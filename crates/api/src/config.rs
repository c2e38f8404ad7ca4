//! Service configuration loaded from environment variables.
//!
//! Every value has a default suited to the RunPod worker image. Values
//! that fail to parse fall back to the default, and values below their
//! minimum are raised to it. Both cases log a warning.

use std::path::PathBuf;
use std::str::FromStr;
use std::time::Duration;

use comfyrun_cloud::config::RunPodConfig;
use comfyrun_core::validation::ValidationRoots;
use comfyrun_pipeline::executor::ExecutionPolicy;
use comfyrun_worker::supervisor::{ComfyUILaunch, SupervisorConfig};

/// Lowest accepted `EXECUTION_TIMEOUT`.
pub const MIN_EXECUTION_TIMEOUT_SECS: u64 = 30;

/// Lowest accepted `HEALTH_CHECK_TIMEOUT`.
pub const MIN_HEALTH_CHECK_TIMEOUT_SECS: u64 = 5;

/// HTTP server settings.
#[derive(Debug, Clone)]
pub struct ServerConfig {
    /// Bind address (default: `0.0.0.0`).
    pub host: String,
    /// Bind port (default: `8000`).
    pub port: u16,
    /// Whole-request timeout in seconds (default: `900`). Must exceed the
    /// execution timeout or long jobs are cut off by the HTTP layer.
    pub request_timeout_secs: u64,
}

/// Job handling settings.
#[derive(Debug, Clone)]
pub struct HandlerConfig {
    pub execution_timeout_secs: u64,
    pub health_check_interval_secs: u64,
    /// Readiness window for a freshly started engine.
    pub health_check_timeout_secs: u64,
    pub poll_interval_secs: u64,
    /// Output files older than this are swept.
    pub cleanup_age_secs: u64,
    /// Default for requests that do not say.
    pub return_base64: bool,
    pub log_comfyui_output: bool,
    pub comfyui_host: String,
    pub comfyui_port: u16,
}

/// Filesystem layout of the ComfyUI install.
#[derive(Debug, Clone)]
pub struct PathConfig {
    pub comfyui_path: PathBuf,
    pub comfyui_python: PathBuf,
    pub comfyui_input: PathBuf,
    pub comfyui_output: PathBuf,
    pub models_path: PathBuf,
    pub model_paths_config: PathBuf,
}

/// Everything the service reads from the environment.
#[derive(Debug, Clone)]
pub struct AppConfig {
    pub server: ServerConfig,
    pub handler: HandlerConfig,
    pub paths: PathConfig,
    /// Present only when both RunPod credentials are set.
    pub runpod: Option<RunPodConfig>,
}

impl AppConfig {
    /// Load configuration from environment variables with defaults.
    ///
    /// | Env Var                 | Default                          |
    /// |-------------------------|----------------------------------|
    /// | `HOST`                  | `0.0.0.0`                        |
    /// | `PORT`                  | `8000`                           |
    /// | `REQUEST_TIMEOUT_SECS`  | `900`                            |
    /// | `EXECUTION_TIMEOUT`     | `300` (min 30)                   |
    /// | `HEALTH_CHECK_INTERVAL` | `5`                              |
    /// | `HEALTH_CHECK_TIMEOUT`  | `30` (min 5)                     |
    /// | `POLL_INTERVAL`         | `2`                              |
    /// | `CLEANUP_AGE`           | `3600`                           |
    /// | `RETURN_BASE64`         | `true`                           |
    /// | `LOG_COMFYUI_OUTPUT`    | `true`                           |
    /// | `COMFYUI_HOST`          | `0.0.0.0`                        |
    /// | `COMFYUI_PORT`          | `8188`                           |
    /// | `COMFYUI_PATH`          | `/comfyui`                       |
    /// | `COMFYUI_PYTHON`        | `/comfyui/.venv/bin/python`      |
    /// | `COMFYUI_INPUT`         | `/comfyui/input`                 |
    /// | `COMFYUI_OUTPUT`        | `/comfyui/output`                |
    /// | `MODELS_PATH`           | `/runpod-volume/comfyui/models`  |
    /// | `MODEL_PATHS_CONFIG`    | `/model_paths.yaml`              |
    ///
    /// RunPod credentials are read by [`RunPodConfig::from_env`].
    pub fn from_env() -> Self {
        let mut config = Self::from_lookup(|name| std::env::var(name).ok());
        config.runpod = RunPodConfig::from_env();
        config
    }

    /// Build from an arbitrary variable source. RunPod settings are left
    /// unset.
    pub fn from_lookup<F>(get: F) -> Self
    where
        F: Fn(&str) -> Option<String>,
    {
        let env = Env(get);

        let server = ServerConfig {
            host: env.string("HOST", "0.0.0.0"),
            port: env.parse("PORT", 8000),
            request_timeout_secs: env.parse("REQUEST_TIMEOUT_SECS", 900),
        };

        let handler = HandlerConfig {
            execution_timeout_secs: env.at_least(
                "EXECUTION_TIMEOUT",
                300,
                MIN_EXECUTION_TIMEOUT_SECS,
            ),
            health_check_interval_secs: env.at_least("HEALTH_CHECK_INTERVAL", 5, 1),
            health_check_timeout_secs: env.at_least(
                "HEALTH_CHECK_TIMEOUT",
                30,
                MIN_HEALTH_CHECK_TIMEOUT_SECS,
            ),
            poll_interval_secs: env.at_least("POLL_INTERVAL", 2, 1),
            cleanup_age_secs: env.parse("CLEANUP_AGE", 3600),
            return_base64: env.flag("RETURN_BASE64", true),
            log_comfyui_output: env.flag("LOG_COMFYUI_OUTPUT", true),
            comfyui_host: env.string("COMFYUI_HOST", "0.0.0.0"),
            comfyui_port: env.parse("COMFYUI_PORT", 8188),
        };

        let paths = PathConfig {
            comfyui_path: env.string("COMFYUI_PATH", "/comfyui").into(),
            comfyui_python: env.string("COMFYUI_PYTHON", "/comfyui/.venv/bin/python").into(),
            comfyui_input: env.string("COMFYUI_INPUT", "/comfyui/input").into(),
            comfyui_output: env.string("COMFYUI_OUTPUT", "/comfyui/output").into(),
            models_path: env.string("MODELS_PATH", "/runpod-volume/comfyui/models").into(),
            model_paths_config: env.string("MODEL_PATHS_CONFIG", "/model_paths.yaml").into(),
        };

        Self {
            server,
            handler,
            paths,
            runpod: None,
        }
    }

    /// Base URL the service uses to reach the engine. A wildcard listen
    /// address is reached over loopback.
    pub fn comfyui_url(&self) -> String {
        let host = match self.handler.comfyui_host.as_str() {
            "0.0.0.0" | "::" | "" => "127.0.0.1",
            other => other,
        };
        format!("http://{host}:{}", self.handler.comfyui_port)
    }

    pub fn execution_policy(&self) -> ExecutionPolicy {
        ExecutionPolicy {
            timeout: Duration::from_secs(self.handler.execution_timeout_secs),
            poll_interval: Duration::from_secs(self.handler.poll_interval_secs),
            health_check_interval: Duration::from_secs(self.handler.health_check_interval_secs),
        }
    }

    pub fn comfyui_launch(&self) -> ComfyUILaunch {
        ComfyUILaunch {
            python: self.paths.comfyui_python.clone(),
            install_dir: self.paths.comfyui_path.clone(),
            host: self.handler.comfyui_host.clone(),
            port: self.handler.comfyui_port,
            input_dir: self.paths.comfyui_input.clone(),
            output_dir: self.paths.comfyui_output.clone(),
            model_paths_config: self.paths.model_paths_config.clone(),
        }
    }

    pub fn supervisor_config(&self) -> SupervisorConfig {
        SupervisorConfig {
            readiness_timeout: Duration::from_secs(self.handler.health_check_timeout_secs),
            log_output: self.handler.log_comfyui_output,
            ..SupervisorConfig::comfyui(&self.comfyui_launch())
        }
    }

    pub fn validation_roots(&self) -> ValidationRoots {
        ValidationRoots {
            models_dir: self.paths.models_path.clone(),
            input_dir: self.paths.comfyui_input.clone(),
        }
    }

    /// Non-fatal problems worth logging at startup.
    pub fn warnings(&self) -> Vec<String> {
        let mut warnings = Vec::new();
        if self.runpod.is_none() {
            warnings.push("RUNPOD_API_KEY / RUNPOD_ENDPOINT_ID not set; /remote/run disabled".into());
        }
        if !self.paths.comfyui_path.join("main.py").exists() {
            warnings.push(format!(
                "ComfyUI not found at {}",
                self.paths.comfyui_path.display()
            ));
        }
        if !self.paths.models_path.exists() {
            warnings.push(format!(
                "Models path {} does not exist",
                self.paths.models_path.display()
            ));
        }
        if self.server.request_timeout_secs <= self.handler.execution_timeout_secs {
            warnings.push(format!(
                "REQUEST_TIMEOUT_SECS ({}) does not exceed EXECUTION_TIMEOUT ({})",
                self.server.request_timeout_secs, self.handler.execution_timeout_secs
            ));
        }
        warnings
    }
}

/// Typed access to a variable source.
struct Env<F>(F);

impl<F> Env<F>
where
    F: Fn(&str) -> Option<String>,
{
    fn raw(&self, name: &str) -> Option<String> {
        (self.0)(name)
            .map(|v| v.trim().to_string())
            .filter(|v| !v.is_empty())
    }

    fn string(&self, name: &str, default: &str) -> String {
        self.raw(name).unwrap_or_else(|| default.to_string())
    }

    fn parse<T>(&self, name: &str, default: T) -> T
    where
        T: FromStr + std::fmt::Display,
    {
        let Some(raw) = self.raw(name) else {
            return default;
        };
        match raw.parse() {
            Ok(value) => value,
            Err(_) => {
                tracing::warn!(var = name, value = %raw, default = %default, "Unparsable setting, using default");
                default
            }
        }
    }

    fn at_least(&self, name: &str, default: u64, min: u64) -> u64 {
        let value = self.parse(name, default);
        if value < min {
            tracing::warn!(var = name, value, min, "Setting below minimum, clamping");
            return min;
        }
        value
    }

    fn flag(&self, name: &str, default: bool) -> bool {
        let Some(raw) = self.raw(name) else {
            return default;
        };
        match raw.to_ascii_lowercase().as_str() {
            "1" | "true" | "yes" | "on" => true,
            "0" | "false" | "no" | "off" => false,
            _ => {
                tracing::warn!(var = name, value = %raw, default, "Unparsable flag, using default");
                default
            }
        }
    }
}

#[cfg(test)]
mod tests {
    use std::collections::HashMap;

    use super::*;

    fn config(vars: &[(&str, &str)]) -> AppConfig {
        let vars: HashMap<String, String> = vars
            .iter()
            .map(|(k, v)| (k.to_string(), v.to_string()))
            .collect();
        AppConfig::from_lookup(|name| vars.get(name).cloned())
    }

    #[test]
    fn defaults_apply_when_unset() {
        let c = config(&[]);
        assert_eq!(c.server.port, 8000);
        assert_eq!(c.handler.execution_timeout_secs, 300);
        assert_eq!(c.handler.health_check_timeout_secs, 30);
        assert_eq!(c.handler.poll_interval_secs, 2);
        assert_eq!(c.handler.cleanup_age_secs, 3600);
        assert!(c.handler.return_base64);
        assert_eq!(c.paths.comfyui_output, PathBuf::from("/comfyui/output"));
        assert_eq!(c.comfyui_url(), "http://127.0.0.1:8188");
        assert!(c.runpod.is_none());
    }

    #[test]
    fn minimums_are_enforced() {
        let c = config(&[("EXECUTION_TIMEOUT", "10"), ("HEALTH_CHECK_TIMEOUT", "1")]);
        assert_eq!(c.handler.execution_timeout_secs, MIN_EXECUTION_TIMEOUT_SECS);
        assert_eq!(c.handler.health_check_timeout_secs, MIN_HEALTH_CHECK_TIMEOUT_SECS);
    }

    #[test]
    fn unparsable_values_fall_back() {
        let c = config(&[("PORT", "eighty"), ("RETURN_BASE64", "maybe"), ("POLL_INTERVAL", "-1")]);
        assert_eq!(c.server.port, 8000);
        assert!(c.handler.return_base64);
        assert_eq!(c.handler.poll_interval_secs, 2);
    }

    #[test]
    fn overrides_flow_into_derived_settings() {
        let c = config(&[
            ("EXECUTION_TIMEOUT", "120"),
            ("POLL_INTERVAL", "1"),
            ("HEALTH_CHECK_TIMEOUT", "45"),
            ("RETURN_BASE64", "false"),
            ("COMFYUI_HOST", "10.0.0.5"),
            ("COMFYUI_PORT", "9000"),
            ("MODELS_PATH", "/models"),
        ]);

        let policy = c.execution_policy();
        assert_eq!(policy.timeout, Duration::from_secs(120));
        assert_eq!(policy.poll_interval, Duration::from_secs(1));
        assert!(!c.handler.return_base64);
        assert_eq!(c.comfyui_url(), "http://10.0.0.5:9000");
        assert_eq!(c.supervisor_config().readiness_timeout, Duration::from_secs(45));
        assert_eq!(c.validation_roots().models_dir, PathBuf::from("/models"));
    }
}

- _Work request_: Looking at the records above, how many lines include "FromStr"? Please give the number and nothing more.

- _Finished exercise_: 2